This year has been quite challenging, which is good in a way since I need to continually work on improving my class management strategies. The last two years were so sweetly simple since I had one of those magical groups of students who really bought in to what I was teaching, and I looped with them after their seventh grade year.
But this year? This year has been a challenge. It didn’t matter to these students that I had been teaching for years or that I’d written a book on how to manage student behavior. This group of students acted like so many of our students act – uncooperative, unruly, and not wanting to learn.
This year, for the first time, my original system of class management (which you can find in my videos at HelpingTeachersGrow.com or in my materials at TakeBackThatClass.com) wasn’t enough to encourage the level of cooperation necessary for all of us to have success. For a couple of weeks, I wasn’t sure what to do.
Then it came to me (and I know this isn’t anything new to many of you veteran teachers out there!).
A new system of management that held the entire class responsible to a level of behavior that rewarded their cooperation and withheld that reward for the times students tried to get the instruction off track.

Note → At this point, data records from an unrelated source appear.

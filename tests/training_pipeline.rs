//! Training driver, observers and opponents working together

use std::{
    io::Write,
    sync::{Arc, Mutex},
};

use menace::{
    MenaceAgent, MenaceConfig, Outcome,
    pipeline::{
        DefensiveOpponent, FirstAvailableOpponent, GameRecord, MetricsObserver, Observer,
        RandomOpponent, ReportObserver, Snapshot, TrainingConfig, TrainingPipeline,
        TrainingResult,
    },
};
use tempfile::tempdir;

#[derive(Clone, Default)]
struct EventLog(Arc<Mutex<Vec<String>>>);

impl EventLog {
    fn events(&self) -> Vec<String> {
        self.0.lock().unwrap().clone()
    }
}

impl Observer for EventLog {
    fn on_training_start(&mut self, total_games: usize) -> menace::Result<()> {
        self.0.lock().unwrap().push(format!("start {total_games}"));
        Ok(())
    }

    fn on_game_end(&mut self, game_num: usize, _record: &GameRecord) -> menace::Result<()> {
        self.0.lock().unwrap().push(format!("game {game_num}"));
        Ok(())
    }

    fn on_snapshot(&mut self, snapshot: &Snapshot) -> menace::Result<()> {
        self.0.lock().unwrap().push(format!("snapshot {}", snapshot.games));
        Ok(())
    }

    fn on_training_end(&mut self) -> menace::Result<()> {
        self.0.lock().unwrap().push("end".to_string());
        Ok(())
    }
}

#[derive(Clone, Default)]
struct SharedBuffer(Arc<Mutex<Vec<u8>>>);

impl Write for SharedBuffer {
    fn write(&mut self, buf: &[u8]) -> std::io::Result<usize> {
        self.0.lock().unwrap().extend_from_slice(buf);
        Ok(buf.len())
    }

    fn flush(&mut self) -> std::io::Result<()> {
        Ok(())
    }
}

fn agent(seed: u64) -> MenaceAgent {
    MenaceAgent::seeded(MenaceConfig::default(), seed).unwrap()
}

#[test]
fn observers_see_events_in_order() {
    let log = EventLog::default();
    let mut pipeline = TrainingPipeline::new(TrainingConfig {
        num_games: 5,
        report_every: 2,
    })
    .with_observer(Box::new(log.clone()));

    pipeline
        .run(&mut agent(1), &mut FirstAvailableOpponent::new())
        .unwrap();

    assert_eq!(
        log.events(),
        vec![
            "start 5",
            "game 0",
            "game 1",
            "snapshot 2",
            "game 2",
            "game 3",
            "snapshot 4",
            "game 4",
            "snapshot 5",
            "end",
        ]
    );
}

#[test]
fn report_observer_prints_one_line_per_snapshot() {
    let buffer = SharedBuffer::default();
    let mut pipeline = TrainingPipeline::new(TrainingConfig {
        num_games: 1000,
        report_every: 250,
    })
    .with_observer(Box::new(ReportObserver::new(buffer.clone())));

    let result = pipeline
        .run(&mut agent(2), &mut RandomOpponent::seeded(3))
        .unwrap();

    let text = String::from_utf8(buffer.0.lock().unwrap().clone()).unwrap();
    let lines: Vec<&str> = text.lines().collect();
    assert_eq!(lines.len(), 4);
    assert!(lines[0].starts_with("250 games: win "));
    assert!(lines[3].starts_with("1000 games: win "));

    let totals = result.totals;
    assert_eq!(
        lines[3],
        format!(
            "1000 games: win {:.3}, draw {:.3}, loss {:.3}",
            totals.win_rate, totals.draw_rate, totals.loss_rate
        )
    );
}

#[test]
fn final_snapshot_matches_totals() {
    let mut pipeline = TrainingPipeline::new(TrainingConfig {
        num_games: 130,
        report_every: 50,
    });

    let result = pipeline
        .run(&mut agent(4), &mut DefensiveOpponent::seeded(5))
        .unwrap();

    let games: Vec<usize> = result.snapshots.iter().map(|s| s.games).collect();
    assert_eq!(games, vec![50, 100, 130]);
    assert_eq!(result.snapshots.last(), Some(&result.totals));

    let totals = result.totals;
    assert_eq!(totals.wins + totals.draws + totals.losses, 130);
    assert!((totals.win_rate + totals.draw_rate + totals.loss_rate - 1.0).abs() < 1e-9);
}

#[test]
fn metrics_observer_tracks_game_lengths() {
    let mut metrics = MetricsObserver::new();
    let mut agent = agent(6);
    let mut opponent = RandomOpponent::seeded(7);

    for game_num in 0..50 {
        let record = menace::pipeline::play_game(&mut agent, &mut opponent).unwrap();
        agent.update(&record.history, record.outcome);
        metrics.on_game_end(game_num, &record).unwrap();
    }

    let summary = metrics.summary();
    assert_eq!(summary.total_games, 50);
    assert!(summary.avg_game_length >= 5.0 && summary.avg_game_length <= 9.0);
}

#[test]
fn first_available_opponent_is_eventually_beaten() {
    let mut pipeline = TrainingPipeline::new(TrainingConfig {
        num_games: 500,
        report_every: 100,
    });

    let mut agent = agent(8);
    let mut opponent = FirstAvailableOpponent::new();
    pipeline.run(&mut agent, &mut opponent).unwrap();

    let wins = (0..20)
        .filter(|_| {
            let record = menace::pipeline::play_game(&mut agent, &mut opponent).unwrap();
            record.outcome == Outcome::AgentWin
        })
        .count();
    assert!(wins >= 12, "won {wins} of 20");
}

#[test]
fn result_saves_as_json() {
    let mut pipeline = TrainingPipeline::new(TrainingConfig {
        num_games: 20,
        report_every: 10,
    });
    let result = pipeline
        .run(&mut agent(9), &mut RandomOpponent::seeded(10))
        .unwrap();

    let dir = tempdir().unwrap();
    let path = dir.path().join("result.json");
    result.save(&path).unwrap();

    let loaded = TrainingResult::load(&path).unwrap();
    assert_eq!(loaded.totals.games, 20);
    assert_eq!(loaded.totals.wins, result.totals.wins);
    assert_eq!(loaded.totals.losses, result.totals.losses);
    assert_eq!(loaded.snapshots.len(), 2);
}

I call it… Teacher versus Student.
And it works like magic.
At the start of each class (I don’t use this with all my classes. Just the ones that need it.) I write a big T and a big S on the board. As class progresses, whenever a student is disruptive, I put a point under the T (for teacher). When the students are, as a whole, on task and working well, I put a point under the S (for student). I make sure to draw attention to the times I make a point, especially since the times the students earn a point is typically when their focused and not necessarily watching the board.
At the end of the class, if the students have more points than I do, we’ll stop a few minutes early, and I let them socialize or go outside for a minute or something else that they really want. If I have more points than they do, no reward.
This has really helped me change my classes around. I love it when the other students tell each other to be quiet or to stop messing around. When the students start to help manage each other’s behaviors, things are really working.
This little trick has turned my least favorite class into the class I really look forward to each day.
Give it a try! And let me know how it goes for you.